● **REQUIREMENT**
Pull every "CUSIP" line out of the data below.

[Extracted data entries]
++++

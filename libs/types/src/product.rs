//! Tradable product identities
//!
//! The desk trades US Treasury bonds today; interest-rate swaps are carried
//! as a second product family so multi-asset stores stay possible without
//! reworking every service signature. A closed enum (not trait objects)
//! keeps products `Clone + Default` for the keyed stores.

use chrono::NaiveDate;
use rust_decimal::Decimal;
use serde::{Deserialize, Serialize};

/// A fixed-coupon bond identified by CUSIP
#[derive(Debug, Clone, Default, PartialEq, Serialize, Deserialize)]
pub struct Bond {
    /// CUSIP identifier, e.g. "91282CLY5"
    pub product_id: String,
    /// Issuer ticker, e.g. "US2Y"
    pub ticker: String,
    /// Annual coupon rate as a fraction (0.0425 = 4.25%)
    pub coupon: Decimal,
    pub maturity: NaiveDate,
}

impl Bond {
    pub fn new(
        product_id: impl Into<String>,
        ticker: impl Into<String>,
        coupon: Decimal,
        maturity: NaiveDate,
    ) -> Self {
        Self {
            product_id: product_id.into(),
            ticker: ticker.into(),
            coupon,
            maturity,
        }
    }
}

/// A fixed-for-floating interest rate swap
#[derive(Debug, Clone, Default, PartialEq, Serialize, Deserialize)]
pub struct Swap {
    pub product_id: String,
    /// Fixed leg rate as a fraction
    pub fixed_rate: Decimal,
    pub term_years: u32,
}

/// Product identity carried by every keyed value in the pipeline
#[derive(Debug, Clone, PartialEq, Serialize, Deserialize)]
#[serde(tag = "type", rename_all = "UPPERCASE")]
pub enum Product {
    Bond(Bond),
    Swap(Swap),
}

impl Product {
    /// Identifier used as the store key for this product
    pub fn product_id(&self) -> &str {
        match self {
            Product::Bond(bond) => &bond.product_id,
            Product::Swap(swap) => &swap.product_id,
        }
    }
}

impl Default for Product {
    fn default() -> Self {
        Product::Bond(Bond::default())
    }
}
//! Algo engine
//!
//! Two generators driven by upstream stores:
//!
//! - `execution`: watches order books and emits a market execution order
//!   whenever the top-of-book spread is at or inside the crossing
//!   threshold, alternating sides between emissions.
//! - `streaming`: turns every internal price update into a two-sided
//!   streamed quote with an alternating size ladder.

pub mod execution;
pub mod streaming;

pub use execution::{AlgoExecutionService, ExecutionConfig};
pub use streaming::{AlgoStreamingService, StreamConfig};
//! Booking service
//!
//! Books trades into the desk's books, either directly from the trade CSV
//! feed or by enriching execution orders coming off the crossing engine.

pub mod ingest;
pub mod service;

pub use ingest::ingest_trades;
pub use service::{BookingConfig, BookingService};
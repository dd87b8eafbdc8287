//! Latest-price store keyed by product identifier

use bus::KeyedStore;
use tracing::debug;
use types::errors::DeskError;
use types::price::Price;

/// Keyed store of the latest internal price per product
pub struct PricingService {
    store: KeyedStore<Price>,
}

impl PricingService {
    pub fn new() -> Self {
        Self {
            store: KeyedStore::new("pricing"),
        }
    }

    /// Latest price for a product; the zero price when never published
    pub fn get(&self, product_id: &str) -> Price {
        self.store.get(product_id)
    }

    /// Register an observer of price updates
    pub fn subscribe<F>(&mut self, listener: F)
    where
        F: FnMut(&Price) -> Result<(), DeskError> + 'static,
    {
        self.store.subscribe(listener);
    }

    /// Store an incoming price and notify observers
    pub fn on_message(&mut self, price: Price) -> Result<(), DeskError> {
        debug!(
            product_id = price.product.product_id(),
            mid = %price.mid,
            spread = %price.spread,
            "price update"
        );
        self.store.publish(price.product.product_id().to_string(), price)
    }
}

impl Default for PricingService {
    fn default() -> Self {
        Self::new()
    }
}
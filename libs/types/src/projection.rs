//! Ordered field rendering for downstream sinks
//!
//! Every value that flows to a persistence or GUI sink renders itself as a
//! stable ordered list of strings: product identifier first, then the
//! type-specific fields. Prices render in the fractional 32nds form.

use crate::execution::ExecutionOrder;
use crate::inquiry::Inquiry;
use crate::position::Position;
use crate::price::{format_price, Price};
use crate::quote::PriceStream;
use crate::risk::Pv01;
use crate::trade::Trade;

/// Stable ordered field rendering
pub trait Projection {
    fn project(&self) -> Vec<String>;
}

impl Projection for Price {
    fn project(&self) -> Vec<String> {
        vec![
            self.product.product_id().to_string(),
            format_price(self.mid),
            format_price(self.spread),
        ]
    }
}

impl Projection for PriceStream {
    fn project(&self) -> Vec<String> {
        vec![
            self.product.product_id().to_string(),
            format_price(self.bid_order.price),
            self.bid_order.visible_quantity.to_string(),
            self.bid_order.hidden_quantity.to_string(),
            self.bid_order.side.as_label().to_string(),
            format_price(self.offer_order.price),
            self.offer_order.visible_quantity.to_string(),
            self.offer_order.hidden_quantity.to_string(),
            self.offer_order.side.as_label().to_string(),
        ]
    }
}

impl Projection for ExecutionOrder {
    fn project(&self) -> Vec<String> {
        vec![
            self.product.product_id().to_string(),
            self.side.as_label().to_string(),
            self.order_id.to_string(),
            self.kind.as_label().to_string(),
            format_price(self.price),
            self.visible_quantity.to_string(),
            self.hidden_quantity.to_string(),
            self.parent_order_id
                .map(|id| id.to_string())
                .unwrap_or_default(),
            if self.is_child_order { "YES" } else { "NO" }.to_string(),
        ]
    }
}

impl Projection for Trade {
    fn project(&self) -> Vec<String> {
        vec![
            self.product.product_id().to_string(),
            self.trade_id.clone(),
            format_price(self.price),
            self.book.clone(),
            self.quantity.to_string(),
            self.side.as_label().to_string(),
        ]
    }
}

impl Projection for Position {
    fn project(&self) -> Vec<String> {
        let mut fields = vec![self.product.product_id().to_string()];
        for (book, quantity) in self.books() {
            fields.push(book.clone());
            fields.push(quantity.to_string());
        }
        fields.push(self.aggregate().to_string());
        fields
    }
}

impl Projection for Pv01 {
    fn project(&self) -> Vec<String> {
        vec![
            self.product.product_id().to_string(),
            self.pv01.to_string(),
            self.quantity.to_string(),
        ]
    }
}

impl Projection for Inquiry {
    fn project(&self) -> Vec<String> {
        vec![
            self.product.product_id().to_string(),
            self.inquiry_id.clone(),
            self.side.as_label().to_string(),
            self.quantity.to_string(),
            format_price(self.price),
            self.state.as_label().to_string(),
        ]
    }
}
//! Position service
//!
//! Aggregates booked trades into signed per-book positions, one keyed
//! record per product. The aggregate across books is derived on read and
//! never stored.

pub mod service;

pub use service::PositionService;
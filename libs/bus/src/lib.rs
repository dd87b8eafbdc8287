//! Keyed store and synchronous listener fan-out
//!
//! Every desk service is, at its core, a `KeyedStore`: a map from a string
//! key to the latest value of one domain type, plus an ordered list of
//! listeners invoked synchronously when a value is published. The whole
//! pipeline runs on one logical thread; there is no queueing, no locking
//! and no listener isolation.

pub mod store;

pub use store::{KeyedStore, Listener};
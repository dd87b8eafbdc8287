//! Execution orders produced by the crossing engine

use crate::ids::OrderId;
use crate::order::PricingSide;
use crate::product::Product;
use rust_decimal::Decimal;
use serde::{Deserialize, Serialize};

/// Execution order kind
#[derive(Debug, Clone, Copy, Default, PartialEq, Eq, Hash, Serialize, Deserialize)]
#[serde(rename_all = "UPPERCASE")]
pub enum OrderKind {
    FOK,
    IOC,
    #[default]
    MARKET,
    LIMIT,
    STOP,
}

impl OrderKind {
    pub fn as_label(&self) -> &'static str {
        match self {
            OrderKind::FOK => "FOK",
            OrderKind::IOC => "IOC",
            OrderKind::MARKET => "MARKET",
            OrderKind::LIMIT => "LIMIT",
            OrderKind::STOP => "STOP",
        }
    }
}

/// An order emitted against the market when the spread crosses the
/// engine's threshold
///
/// `visible_quantity` is what the venue would display; `hidden_quantity`
/// stays dark. Crossing executions are always fully visible market orders
/// with no parent linkage; the parent/child fields exist for worked child
/// orders booked through the same path.
#[derive(Debug, Clone, Default, PartialEq, Serialize, Deserialize)]
pub struct ExecutionOrder {
    pub product: Product,
    pub side: PricingSide,
    pub order_id: OrderId,
    pub kind: OrderKind,
    pub price: Decimal,
    pub visible_quantity: u64,
    pub hidden_quantity: u64,
    pub parent_order_id: Option<OrderId>,
    pub is_child_order: bool,
}

impl ExecutionOrder {
    /// Total quantity across the visible and hidden portions
    pub fn total_quantity(&self) -> u64 {
        self.visible_quantity + self.hidden_quantity
    }
}
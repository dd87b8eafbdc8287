//! Unique identifier types for desk entities
//!
//! Execution order ids use UUID v7 for time-sortable ordering, so persisted
//! execution streams can be replayed in chronological order. Trade and
//! inquiry identifiers arrive on the wire and stay plain strings.

use serde::{Deserialize, Serialize};
use std::fmt;
use uuid::Uuid;

/// Unique identifier for an execution order
///
/// Uses UUID v7 for time-based sorting. Executions can be efficiently
/// queried in chronological order using the embedded timestamp.
#[derive(Debug, Clone, Copy, PartialEq, Eq, Hash, Serialize, Deserialize)]
#[serde(transparent)]
pub struct OrderId(Uuid);

impl OrderId {
    /// Create a new OrderId with current timestamp
    pub fn new() -> Self {
        Self(Uuid::now_v7())
    }

    /// Create from existing UUID
    pub fn from_uuid(uuid: Uuid) -> Self {
        Self(uuid)
    }

    /// Get inner UUID
    pub fn as_uuid(&self) -> &Uuid {
        &self.0
    }
}

impl Default for OrderId {
    fn default() -> Self {
        Self::new()
    }
}

impl fmt::Display for OrderId {
    fn fmt(&self, f: &mut fmt::Formatter<'_>) -> fmt::Result {
        write!(f, "{}", self.0)
    }
}

#[cfg(test)]
mod tests {
    use super::*;

    #[test]
    fn test_order_id_creation() {
        let id1 = OrderId::new();
        let id2 = OrderId::new();
        assert_ne!(id1, id2, "OrderIds should be unique");
    }

    #[test]
    fn test_order_id_serialization() {
        let id = OrderId::new();
        let json = serde_json::to_string(&id).unwrap();
        let deserialized: OrderId = serde_json::from_str(&json).unwrap();
        assert_eq!(id, deserialized);
    }

    #[test]
    fn test_order_id_sorts_by_time() {
        let id1 = OrderId::new();
        let id2 = OrderId::new();
        assert!(id1.as_uuid() < id2.as_uuid());
    }
}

++++

● **EXERCISE OUTPUT**
/// A fixed-coupon bond identified by CUSIP
    /// CUSIP identifier, e.g. "91282CLY5"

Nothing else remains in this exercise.